I just finished Dresden Files' author Jim Butcher's fantasy series, the Codex Alera. It's 'shepherd-boy-makes-good', but Butcher writes such great characters, suspenseful action scenes and wonderful plots that when I finished I wanted to go back to the beginning and start again. (Sadly I couldn't 'cause I loaned the first two books out already.)
They were really stupid about naming the books, though. If you're interested, start with the first book and try not to look at the titles of the later books. The path is obvious by the end of the first book (Furies of Calderon), but you still don't want it spelled out before you've even started.
Decided there's no way I can destroy a book published in 1880. Even if the bookstore did give it to me for a carved book project, I just can't.
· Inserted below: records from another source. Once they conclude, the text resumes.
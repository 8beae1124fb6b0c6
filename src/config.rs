use std::time::Duration;

use anyhow::ensure;

pub const ENGINE_HOST: &str = "localhost";
pub const ENGINE_PORT: u16 = 8080;
pub const BATCH_SIZE: usize = 100;
pub const TICK_PERIOD: Duration = Duration::from_micros(50);
pub const WORKER_POOL_SIZE: usize = 10;

/// Parameters for one simulator run.
///
/// - `host`/`port`: the engine endpoint every tick connects to.
/// - `batch_size`: orders written per connection.
/// - `period`: nominal time between two ticks (fixed rate, first tick immediate).
/// - `workers`: how many ticks may be in flight at once.
/// - `max_ticks`: stop after this many firings; `None` runs until cancelled.
/// - `seed`: seed for the shared order generator; `None` seeds from the OS.
/// - `connect_timeout`: bound on connection setup; `None` leaves it to the OS.
#[derive(Debug, Clone)]
pub struct SimConfig {
    pub host: String,
    pub port: u16,
    pub batch_size: usize,
    pub period: Duration,
    pub workers: usize,
    pub max_ticks: Option<u64>,
    pub seed: Option<u64>,
    pub connect_timeout: Option<Duration>,
}

impl SimConfig {
    pub fn target(&self) -> String {
        format!("{}:{}", self.host, self.port)
    }

    pub fn validate(&self) -> anyhow::Result<()> {
        ensure!(!self.host.is_empty(), "host must not be empty");
        ensure!(self.batch_size > 0, "batch size must be > 0");
        ensure!(!self.period.is_zero(), "tick period must be > 0");
        ensure!(self.workers > 0, "worker pool must have at least one worker");
        if let Some(timeout) = self.connect_timeout {
            ensure!(!timeout.is_zero(), "connect timeout must be > 0");
        }
        Ok(())
    }
}

impl Default for SimConfig {
    fn default() -> Self {
        Self {
            host: ENGINE_HOST.to_string(),
            port: ENGINE_PORT,
            batch_size: BATCH_SIZE,
            period: TICK_PERIOD,
            workers: WORKER_POOL_SIZE,
            max_ticks: None,
            seed: None,
            connect_timeout: None,
        }
    }
}
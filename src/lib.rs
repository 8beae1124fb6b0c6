pub mod cli;
pub mod config;
pub mod errors;
pub mod orders;
pub mod scheduler;
pub mod simulate;
pub mod utils;
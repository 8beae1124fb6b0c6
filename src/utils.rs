//utils for graceful shutdown and timestamps that can be used on
//any module in the project
use std::time::{SystemTime, UNIX_EPOCH};

use tokio::signal;
use tokio_util::sync::CancellationToken;
use tracing::{Level, Subscriber};
use tracing_subscriber::fmt::MakeWriter;

pub fn shutdown_token() -> CancellationToken {
    let token = CancellationToken::new();
    let tc = token.clone();
    //spawn once to listen for ctrl-c
    tokio::spawn(async move {
        match signal::ctrl_c().await {
            Ok(()) => {
                tracing::info!("ctrl-c received, stopping scheduler");
                tc.cancel();
            }
            // without a handler the run simply continues until process exit
            Err(err) => tracing::warn!("failed to install ctrl+C handler: {}", err),
        }
    });
    token
}

/// Wall-clock milliseconds since the unix epoch, 0 if the clock is before it.
pub fn epoch_millis() -> u128 {
    SystemTime::now()
        .duration_since(UNIX_EPOCH)
        .map(|d| d.as_millis())
        .unwrap_or_default()
}

/// Bare message lines (`Sent at …`, `Error establishing connection: …`) with
/// no timestamp, level or target prefix.
pub fn plain_subscriber<W>(level: Level, writer: W) -> impl Subscriber + Send + Sync + 'static
where
    W: for<'w> MakeWriter<'w> + Send + Sync + 'static,
{
    tracing_subscriber::fmt()
        .with_max_level(level)
        .with_writer(writer)
        .with_ansi(false)
        .without_time()
        .with_target(false)
        .with_level(false)
        .finish()
}
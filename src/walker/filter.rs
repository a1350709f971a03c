//! Include/skip decisions for walked directories and files

use crate::config::Settings;
use crate::error::ConfigError;
use crate::export::is_artifact_file_name;
use crate::paths::PathFormatter;
use globset::{Glob, GlobSet, GlobSetBuilder};
use std::collections::HashSet;
use std::fmt;
use std::path::{Path, PathBuf};

/// Why an entry was left out of a walk
#[derive(Debug, Clone, Copy, PartialEq, Eq)]
pub enum SkipReason {
    SkipPath,
    IgnoredDirectory,
    IgnoredExtension,
    IgnoredFile,
    NotInAllowList,
    OutputDirectory,
    ExportArtifact,
}

impl fmt::Display for SkipReason {
    fn fmt(&self, f: &mut fmt::Formatter<'_>) -> fmt::Result {
        let reason = match self {
            SkipReason::SkipPath => "matches skip path",
            SkipReason::IgnoredDirectory => "ignored directory",
            SkipReason::IgnoredExtension => "ignored extension",
            SkipReason::IgnoredFile => "ignored file",
            SkipReason::NotInAllowList => "not in file-specific list",
            SkipReason::OutputDirectory => "output directory",
            SkipReason::ExportArtifact => "previous export artifact",
        };
        f.write_str(reason)
    }
}

/// Ignore rules compiled once from a settings snapshot
#[derive(Debug, Clone)]
pub struct ConfigFilter {
    base: PathBuf,
    skip_paths: Vec<PathBuf>,
    skip_globs: GlobSet,
    ignored_directories: HashSet<String>,
    /// Lowercase, without the leading dot
    ignored_extensions: HashSet<String>,
    ignored_files: HashSet<String>,
    allow_list: Option<HashSet<String>>,
    excluded: Vec<PathBuf>,
    /// Directory receiving artifacts, when it is walked itself
    artifact_dir: Option<PathBuf>,
    /// (prefix, extension) pairs of artifact names
    artifact_names: Vec<(String, &'static str)>,
}

impl ConfigFilter {
    /// Compile the rules for a walk rooted at `base`.
    ///
    /// Skip entries containing glob metacharacters are matched against the
    /// canonical relative path; all others are paths, absolute or relative to `base`.
    pub fn new(base: &Path, settings: &Settings) -> Result<Self, ConfigError> {
        let mut skip_paths = Vec::new();
        let mut globs = GlobSetBuilder::new();

        for entry in &settings.paths.skip_paths {
            let entry = entry.trim();
            if entry.is_empty() {
                continue;
            }

            if entry.contains(['*', '?', '[', '{']) {
                let glob = Glob::new(entry).map_err(|e| ConfigError::InvalidValue {
                    key: "paths.skip_paths".to_string(),
                    reason: format!("invalid glob '{}': {}", entry, e),
                })?;
                globs.add(glob);
            } else {
                let path = Path::new(entry);
                skip_paths.push(if path.is_absolute() {
                    path.to_path_buf()
                } else {
                    base.join(path)
                });
            }
        }

        let skip_globs = globs.build().map_err(|e| ConfigError::InvalidValue {
            key: "paths.skip_paths".to_string(),
            reason: e.to_string(),
        })?;

        let allow_list = settings
            .file_specific
            .use_file_specific
            .then(|| {
                settings
                    .specific_files()
                    .iter()
                    .map(|f| f.trim().trim_start_matches("./").replace('\\', "/"))
                    .collect()
            });

        Ok(Self {
            base: base.to_path_buf(),
            skip_paths,
            skip_globs,
            ignored_directories: settings.directories.ignored_directories.iter().cloned().collect(),
            ignored_extensions: settings
                .files
                .ignored_extensions
                .iter()
                .map(|e| normalize_extension(e))
                .collect(),
            ignored_files: settings.files.ignored_files.iter().cloned().collect(),
            allow_list,
            excluded: Vec::new(),
            artifact_dir: None,
            artifact_names: vec![
                (settings.output.markdown_file_prefix.clone(), "md"),
                (settings.output.csv_file_prefix.clone(), "csv"),
            ],
        })
    }

    /// Exclude a subtree regardless of settings (the output directory)
    pub fn with_excluded(mut self, path: impl Into<PathBuf>) -> Self {
        self.excluded.push(path.into());
        self
    }

    /// Leave out files directly inside `dir` named like an export artifact
    pub fn with_excluded_artifacts(mut self, dir: impl Into<PathBuf>) -> Self {
        self.artifact_dir = Some(dir.into());
        self
    }

    fn is_artifact(&self, path: &Path, name: &str) -> bool {
        self.artifact_dir
            .as_deref()
            .is_some_and(|dir| path.parent() == Some(dir))
            && self
                .artifact_names
                .iter()
                .any(|(prefix, extension)| is_artifact_file_name(name, prefix, extension))
    }

    fn skip_path_reason(&self, path: &Path) -> Option<SkipReason> {
        if self.excluded.iter().any(|excluded| path.starts_with(excluded)) {
            return Some(SkipReason::OutputDirectory);
        }

        if self.skip_paths.iter().any(|skip| path.starts_with(skip)) {
            return Some(SkipReason::SkipPath);
        }

        if !self.skip_globs.is_empty() {
            let canonical = PathFormatter::canonical(&self.base, path);
            if self.skip_globs.is_match(&canonical) {
                return Some(SkipReason::SkipPath);
            }
        }

        None
    }

    /// Reason to prune a directory with its subtree, if any
    pub fn check_directory(&self, path: &Path) -> Option<SkipReason> {
        if let Some(reason) = self.skip_path_reason(path) {
            return Some(reason);
        }

        let name = path.file_name()?.to_string_lossy();
        self.ignored_directories
            .contains(name.as_ref())
            .then_some(SkipReason::IgnoredDirectory)
    }

    /// Reason to leave a file out, if any. Rules apply in a fixed order.
    pub fn check_file(&self, path: &Path) -> Option<SkipReason> {
        if let Some(reason) = self.skip_path_reason(path) {
            return Some(reason);
        }

        if let Some(extension) = path.extension().and_then(|e| e.to_str())
            && self.ignored_extensions.contains(&normalize_extension(extension))
        {
            return Some(SkipReason::IgnoredExtension);
        }

        let name = path.file_name()?.to_string_lossy().to_string();
        if self.is_artifact(path, &name) {
            return Some(SkipReason::ExportArtifact);
        }

        if self.ignored_files.contains(&name) {
            return Some(SkipReason::IgnoredFile);
        }

        if let Some(allow_list) = &self.allow_list {
            let canonical = PathFormatter::canonical(&self.base, path);
            if !allow_list.contains(&name) && !allow_list.contains(&canonical) {
                return Some(SkipReason::NotInAllowList);
            }
        }

        None
    }

}

fn normalize_extension(extension: &str) -> String {
    extension.trim().trim_start_matches('.').to_ascii_lowercase()
}

#[cfg(test)]
mod tests {
    use super::*;

    fn filter_with(configure: impl FnOnce(&mut Settings)) -> ConfigFilter {
        let mut settings = Settings::default();
        configure(&mut settings);
        ConfigFilter::new(Path::new("/project"), &settings).unwrap()
    }

    #[test]
    fn test_ignored_directory() {
        let filter = filter_with(|_| {});
        assert!(filter.check_directory(Path::new("/project/node_modules")).is_some());
        assert!(filter.check_directory(Path::new("/project/src/__pycache__")).is_some());
        assert!(filter.check_directory(Path::new("/project/src")).is_none());
    }

    #[test]
    fn test_directory_names_are_case_sensitive() {
        let filter = filter_with(|_| {});
        assert!(filter.check_directory(Path::new("/project/Node_Modules")).is_none());
    }

    #[test]
    fn test_absolute_skip_path() {
        let filter = filter_with(|s| s.paths.skip_paths = vec!["/project/skip_me".to_string()]);
        assert!(filter.check_directory(Path::new("/project/skip_me")).is_some());
        assert!(filter.check_file(Path::new("/project/skip_me/inner/a.py")).is_some());
        // component match, not string prefix
        assert!(filter.check_directory(Path::new("/project/skip_me_not")).is_none());
    }

    #[test]
    fn test_relative_skip_path() {
        let filter = filter_with(|s| s.paths.skip_paths = vec!["build/out".to_string()]);
        assert_eq!(
            filter.check_directory(Path::new("/project/build/out")),
            Some(SkipReason::SkipPath)
        );
        assert!(filter.check_directory(Path::new("/project/build")).is_none());
    }

    #[test]
    fn test_glob_skip_path() {
        let filter = filter_with(|s| s.paths.skip_paths = vec!["**/generated/**".to_string()]);
        assert!(filter.check_file(Path::new("/project/src/generated/api.rs")).is_some());
        assert!(filter.check_file(Path::new("/project/src/api.rs")).is_none());
    }

    #[test]
    fn test_invalid_glob_is_config_error() {
        let mut settings = Settings::default();
        settings.paths.skip_paths = vec!["src/[".to_string()];
        assert!(ConfigFilter::new(Path::new("/project"), &settings).is_err());
    }

    #[test]
    fn test_ignored_extension_with_or_without_dot() {
        let filter = filter_with(|s| {
            s.files.ignored_extensions = vec![".pyc".to_string(), "log".to_string()]
        });
        assert_eq!(
            filter.check_file(Path::new("/project/a.pyc")),
            Some(SkipReason::IgnoredExtension)
        );
        assert!(filter.check_file(Path::new("/project/run.LOG")).is_some());
        assert!(filter.check_file(Path::new("/project/a.py")).is_none());
    }

    #[test]
    fn test_ignored_file() {
        let filter = filter_with(|s| s.files.ignored_files = vec!["ignored.txt".to_string()]);
        assert_eq!(
            filter.check_file(Path::new("/project/sub/ignored.txt")),
            Some(SkipReason::IgnoredFile)
        );
    }

    #[test]
    fn test_file_specific_mode() {
        let filter = filter_with(|s| {
            s.file_specific.use_file_specific = true;
            s.file_specific.specific_files = vec!["test.py".to_string(), "./docs/guide.md".to_string()];
        });
        assert!(filter.check_file(Path::new("/project/test.py")).is_none());
        assert!(filter.check_file(Path::new("/project/nested/test.py")).is_none());
        assert!(filter.check_file(Path::new("/project/docs/guide.md")).is_none());
        assert_eq!(
            filter.check_file(Path::new("/project/other.py")),
            Some(SkipReason::NotInAllowList)
        );
    }

    #[test]
    fn test_file_specific_uses_active_preset() {
        let filter = filter_with(|s| {
            s.file_specific.use_file_specific = true;
            s.presets.insert("core".to_string(), vec!["main.py".to_string()]);
            s.file_specific.active_preset = Some("core".to_string());
        });
        assert!(filter.check_file(Path::new("/project/main.py")).is_none());
        assert!(filter.check_file(Path::new("/project/util.py")).is_some());
    }

    #[test]
    fn test_ignore_rules_precede_allow_list() {
        let filter = filter_with(|s| {
            s.file_specific.use_file_specific = true;
            s.file_specific.specific_files = vec!["keep.pyc".to_string()];
        });
        assert_eq!(
            filter.check_file(Path::new("/project/keep.pyc")),
            Some(SkipReason::IgnoredExtension)
        );
    }

    #[test]
    fn test_excluded_output_directory() {
        let filter = filter_with(|_| {}).with_excluded("/project/exports");
        assert_eq!(
            filter.check_directory(Path::new("/project/exports")),
            Some(SkipReason::OutputDirectory)
        );
    }

    #[test]
    fn test_excluded_artifacts_only_in_output_directory() {
        let filter = filter_with(|_| {}).with_excluded_artifacts("/project");
        assert_eq!(
            filter.check_file(Path::new("/project/Full_Project_20240309_070501.md")),
            Some(SkipReason::ExportArtifact)
        );
        assert_eq!(
            filter.check_file(Path::new("/project/Detailed_Project_20240309_070501.csv")),
            Some(SkipReason::ExportArtifact)
        );
        assert!(filter.check_file(Path::new("/project/docs/Full_Project_20240309_070501.md")).is_none());
        assert!(filter.check_file(Path::new("/project/Full_Project_notes.md")).is_none());

        let filter = filter_with(|_| {});
        assert!(filter.check_file(Path::new("/project/Full_Project_20240309_070501.md")).is_none());
    }
}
Crap!! That means it will have to go into the pile of books that are too good to get rid of, oh woe is me, for I am ever too short of shelf space.
No, instead I think I'll sink my exacto knife into an outdated PDR I picked up for the gilded edges. I have no real qualms about taking that one away from future generations of bibliophiles.
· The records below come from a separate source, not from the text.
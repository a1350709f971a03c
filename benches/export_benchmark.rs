/// Benchmarks for export and parse throughput
use criterion::{BenchmarkId, Criterion, black_box, criterion_group, criterion_main};
use std::sync::Arc;
use tempfile::TempDir;
use treedoc::config::{PathStyle, Settings, SizeUnit};
use treedoc::export::DocumentExporter;
use treedoc::notifier::Notifier;
use treedoc::reverse::CodeBlockParser;
use treedoc::walker::TreeWalker;

/// Helper to create test files
fn create_test_files(dir: &TempDir, count: usize) -> anyhow::Result<()> {
    let src_dir = dir.path().join("src");
    std::fs::create_dir_all(&src_dir)?;

    for i in 0..count {
        let content = format!(
            r#"import os


class Service{i}:
    def __init__(self, name):
        self.name = name
        self.calls = 0

    def handle(self, request):
        self.calls += 1
        result = request * {}
        return result


def helper_{i}(x):
    total = x + {i}
    return total
"#,
            i + 1
        );
        std::fs::write(src_dir.join(format!("service_{}.py", i)), content)?;
    }

    Ok(())
}

fn bench_settings() -> Arc<Settings> {
    let mut settings = Settings::default();
    settings.paths.path_style = PathStyle::Unix;
    Arc::new(settings)
}

fn benchmark_export(c: &mut Criterion) {
    let mut group = c.benchmark_group("export");

    for file_count in [10, 50, 100].iter() {
        let codebase_dir = TempDir::new().unwrap();
        create_test_files(&codebase_dir, *file_count).unwrap();
        let generated = chrono::Local::now().naive_local();

        group.bench_with_input(
            BenchmarkId::from_parameter(format!("{}_files", file_count)),
            file_count,
            |b, _| {
                b.iter(|| {
                    let outcome = TreeWalker::new(codebase_dir.path(), bench_settings())
                        .unwrap()
                        .walk(&Notifier::new())
                        .unwrap();
                    DocumentExporter::new("bench", SizeUnit::KB)
                        .render(black_box(&outcome.records), generated)
                });
            },
        );
    }

    group.finish();
}

fn benchmark_parse(c: &mut Criterion) {
    let mut group = c.benchmark_group("parse");

    for file_count in [10, 50, 100].iter() {
        let codebase_dir = TempDir::new().unwrap();
        create_test_files(&codebase_dir, *file_count).unwrap();
        let outcome = TreeWalker::new(codebase_dir.path(), bench_settings())
            .unwrap()
            .walk(&Notifier::new())
            .unwrap();
        let document = DocumentExporter::new("bench", SizeUnit::KB)
            .render(&outcome.records, chrono::Local::now().naive_local());

        group.bench_with_input(
            BenchmarkId::from_parameter(format!("{}_files", file_count)),
            &document,
            |b, document| {
                b.iter(|| CodeBlockParser::new(PathStyle::Unix).parse(black_box(document)));
            },
        );
    }

    group.finish();
}

criterion_group!(benches, benchmark_export, benchmark_parse);
criterion_main!(benches);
Will have to keep an eye out for one of those giant legal books so I can do a project with a lot of depth.
Yay, preservation!
Are there any copies of Sarah Palin's bio around you can practice on?
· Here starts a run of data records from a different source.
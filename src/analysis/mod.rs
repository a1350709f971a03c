//! File metrics: text counts for every text file, structural counts for
//! source files in a linked grammar.

pub mod ast_parser;
pub mod grammar;

pub use ast_parser::{AstParser, StructureCounts, TopLevelItem};

use crate::config::SizeUnit;
use serde::Serialize;
use std::collections::HashMap;
use std::path::Path;

/// Character, word and line counts of a text
#[derive(Debug, Clone, Copy, PartialEq, Eq, Default, Serialize)]
pub struct TextMetrics {
    pub char_count: usize,
    pub word_count: usize,
    /// Newline count plus one, so empty content is one line
    pub line_count: usize,
}

impl TextMetrics {
    pub fn from_content(content: &str) -> Self {
        Self {
            char_count: content.chars().count(),
            word_count: content.split_whitespace().count(),
            line_count: content.matches('\n').count() + 1,
        }
    }
}

/// Metrics attached to one walked file
#[derive(Debug, Clone, PartialEq, Eq, Default, Serialize)]
pub struct FileMetrics {
    pub size_bytes: u64,
    /// Absent for binary and oversized files
    pub text: Option<TextMetrics>,
    pub structure: Option<StructureCounts>,
}

impl FileMetrics {
    /// Metrics for a file whose content is not exported
    pub fn opaque(size_bytes: u64) -> Self {
        Self {
            size_bytes,
            text: None,
            structure: None,
        }
    }

    /// Compact one-line rendering, e.g. `0.02KB 20C 6W 3L 1Cls 2Fn 2Var`
    pub fn render(&self, unit: SizeUnit) -> String {
        let size = format_size(self.size_bytes, unit);

        let Some(text) = &self.text else {
            return format!("{} binary", size);
        };

        let mut rendered = format!(
            "{} {}C {}W {}L",
            size, text.char_count, text.word_count, text.line_count
        );

        if let Some(structure) = &self.structure {
            rendered.push_str(&format!(
                " {}Cls {}Fn {}Var",
                structure.class_count, structure.function_count, structure.variable_count
            ));
        }

        rendered
    }
}

/// Render a byte count in the given unit: whole bytes, or two decimals otherwise
pub fn format_size(bytes: u64, unit: SizeUnit) -> String {
    match unit {
        SizeUnit::B => format!("{}B", bytes),
        _ => format!(
            "{:.2}{}",
            bytes as f64 / unit.divisor() as f64,
            unit.as_str()
        ),
    }
}

/// Computes file metrics, reusing one parser per extension across a run
#[derive(Default)]
pub struct FileMetricsAnalyzer {
    parsers: HashMap<String, Option<AstParser>>,
}

impl FileMetricsAnalyzer {
    pub fn new() -> Self {
        Self::default()
    }

    /// Analyze text content read from `path`
    pub fn analyze(&mut self, path: &Path, content: &str) -> FileMetrics {
        FileMetrics {
            size_bytes: content.len() as u64,
            text: Some(TextMetrics::from_content(content)),
            structure: self.structure(path, content),
        }
    }

    fn structure(&mut self, path: &Path, content: &str) -> Option<StructureCounts> {
        let extension = path.extension()?.to_str()?.to_lowercase();
        let parser = self
            .parsers
            .entry(extension)
            .or_insert_with(|| AstParser::for_path(path))
            .as_mut()?;

        match parser.structure_counts(content) {
            Ok(counts) => Some(counts),
            Err(e) => {
                tracing::debug!("Structural analysis failed for {:?}: {:#}", path, e);
                None
            }
        }
    }
}

#[cfg(test)]
mod tests {
    use super::*;

    #[test]
    fn test_text_metrics_exact() {
        let metrics = TextMetrics::from_content("Line 1\nLine 2\nLine 3");
        assert_eq!(metrics.char_count, 20);
        assert_eq!(metrics.word_count, 6);
        assert_eq!(metrics.line_count, 3);
    }

    #[test]
    fn test_empty_content_is_one_line() {
        let metrics = TextMetrics::from_content("");
        assert_eq!(metrics, TextMetrics { char_count: 0, word_count: 0, line_count: 1 });
    }

    #[test]
    fn test_trailing_newline_counts_extra_line() {
        assert_eq!(TextMetrics::from_content("a\n").line_count, 2);
    }

    #[test]
    fn test_chars_not_bytes() {
        assert_eq!(TextMetrics::from_content("héllo").char_count, 5);
    }

    #[test]
    fn test_format_size() {
        assert_eq!(format_size(20, SizeUnit::B), "20B");
        assert_eq!(format_size(2048, SizeUnit::KB), "2.00KB");
        assert_eq!(format_size(20, SizeUnit::KB), "0.02KB");
        assert_eq!(format_size(3 * 1024 * 1024, SizeUnit::MB), "3.00MB");
    }

    #[test]
    fn test_render_text_file() {
        let mut analyzer = FileMetricsAnalyzer::new();
        let metrics = analyzer.analyze(Path::new("notes.txt"), "Line 1\nLine 2\nLine 3");
        let rendered = metrics.render(SizeUnit::KB);

        assert_eq!(rendered, "0.02KB 20C 6W 3L");
        for token in ["KB", "C", "W", "L"] {
            assert!(rendered.contains(token));
        }
    }

    #[test]
    fn test_render_source_file_has_structure() {
        let source = "class A:\n    def go(self):\n        x = 1\n";
        let mut analyzer = FileMetricsAnalyzer::new();
        let metrics = analyzer.analyze(Path::new("a.py"), source);

        let structure = metrics.structure.unwrap();
        assert_eq!(structure.class_count, 1);
        assert_eq!(structure.function_count, 1);
        assert!(metrics.render(SizeUnit::B).ends_with("1Cls 1Fn 1Var"));
    }

    #[test]
    fn test_render_opaque() {
        assert_eq!(FileMetrics::opaque(4).render(SizeUnit::B), "4B binary");
    }

    #[test]
    fn test_parser_reused_per_extension() {
        let mut analyzer = FileMetricsAnalyzer::new();
        analyzer.analyze(Path::new("a.py"), "x = 1\n");
        analyzer.analyze(Path::new("b.py"), "y = 2\n");
        analyzer.analyze(Path::new("c.md"), "# title\n");
        assert_eq!(analyzer.parsers.len(), 2);
    }
}
use super::CodeBlock;
use super::class_patcher::update_class_in_file;
use crate::error::WriteError;
use crate::notifier::Notifier;
use crate::paths::PathFormatter;
use crate::types::{FailureEntry, SkipEntry};
use std::fs;
use std::path::{Path, PathBuf};
use std::sync::Arc;
use std::sync::atomic::{AtomicBool, Ordering};

/// Result of writing a block list to disk
#[derive(Debug, Default, Clone, PartialEq)]
pub struct ReconstructionOutcome {
    pub written: usize,
    pub patched: usize,
    pub skipped: Vec<SkipEntry>,
    pub failures: Vec<FailureEntry>,
    pub cancelled: bool,
}

enum Applied {
    Written,
    Patched,
    ClassNotFound(String),
}

/// Writes code blocks under an output root, in order
pub struct FileTreeReconstructor {
    root: PathBuf,
    cancelled: Option<Arc<AtomicBool>>,
}

impl FileTreeReconstructor {
    pub fn new(root: impl AsRef<Path>) -> Self {
        Self {
            root: root.as_ref().to_path_buf(),
            cancelled: None,
        }
    }

    pub fn with_cancellation_flag(mut self, cancelled: Arc<AtomicBool>) -> Self {
        self.cancelled = Some(cancelled);
        self
    }

    fn is_cancelled(&self) -> bool {
        self.cancelled
            .as_ref()
            .is_some_and(|flag| flag.load(Ordering::Relaxed))
    }

    /// Write or patch every block. Failures are recorded per block and do
    /// not stop the remaining blocks.
    pub fn reconstruct(&self, blocks: &[CodeBlock], notifier: &Notifier) -> ReconstructionOutcome {
        let mut outcome = ReconstructionOutcome::default();
        let total = blocks.len();

        for (index, block) in blocks.iter().enumerate() {
            if self.is_cancelled() {
                tracing::info!("Reconstruction cancelled after {} of {} blocks", index, total);
                outcome.cancelled = true;
                return outcome;
            }

            let normalized = PathFormatter::normalize_header_path(&block.path, block.style);
            notifier.status(&format!("Writing: {}", normalized));

            if block.is_binary_placeholder() {
                tracing::debug!("Skipping binary placeholder for {}", normalized);
                outcome.skipped.push(SkipEntry {
                    path: normalized,
                    reason: "binary placeholder".to_string(),
                });
            } else {
                match self.apply(block, &normalized) {
                    Ok(Applied::Written) => outcome.written += 1,
                    Ok(Applied::Patched) => outcome.patched += 1,
                    Ok(Applied::ClassNotFound(class_name)) => outcome.skipped.push(SkipEntry {
                        path: normalized,
                        reason: format!("class {} not found", class_name),
                    }),
                    Err(e) => {
                        tracing::warn!("{}", e);
                        outcome.failures.push(FailureEntry {
                            path: normalized,
                            error: e.to_string(),
                        });
                    }
                }
            }

            notifier.progress_of(index + 1, total);
        }

        tracing::info!(
            "Reconstructed {} files, patched {} classes under {:?}",
            outcome.written,
            outcome.patched,
            self.root
        );
        outcome
    }

    fn apply(&self, block: &CodeBlock, normalized: &str) -> Result<Applied, WriteError> {
        let target = PathFormatter::resolve_within(&self.root, normalized)?;
        PathFormatter::ensure_real_within(&self.root, &target, normalized)?;

        if let Some(class_name) = &block.update_class {
            return if update_class_in_file(&target, class_name, &block.content)? {
                Ok(Applied::Patched)
            } else {
                Ok(Applied::ClassNotFound(class_name.clone()))
            };
        }

        if let Some(parent) = target.parent() {
            fs::create_dir_all(parent).map_err(|e| WriteError::CreateDirFailed {
                path: parent.display().to_string(),
                reason: e.to_string(),
            })?;
        }

        fs::write(&target, &block.content).map_err(|e| WriteError::WriteFailed {
            path: target.display().to_string(),
            reason: e.to_string(),
        })?;

        tracing::debug!("Wrote {:?}", target);
        Ok(Applied::Written)
    }
}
Can you carve a dartboard out of a book?
it's thin ... won't require much carving
Somebody has made mock webpages for various instituions associated with A Song of Ice and Fire - spoilery if you haven't read all the books.
Brief discussion tonight with Matilda included literary allusion.
Emmett: You're getting very big.
Matilda: I'm a big girl. I'm very tall. And I'm strong. Feel my muscles.
Me: You do have strong muscles.
Matilda: I'm very strong. I could fight The Trunchbull.
Me: You could. What would you do if you fought the Trunchbull?
Matilda: I'd cut her head off.
JZ: Don't you think it's enough to throw you lunch at her?
Me: No, she's got the right idea.
Matilda: I'd cut her head off.
Ms. Trunchbull is the horrible mean Head of School in the book Matilda.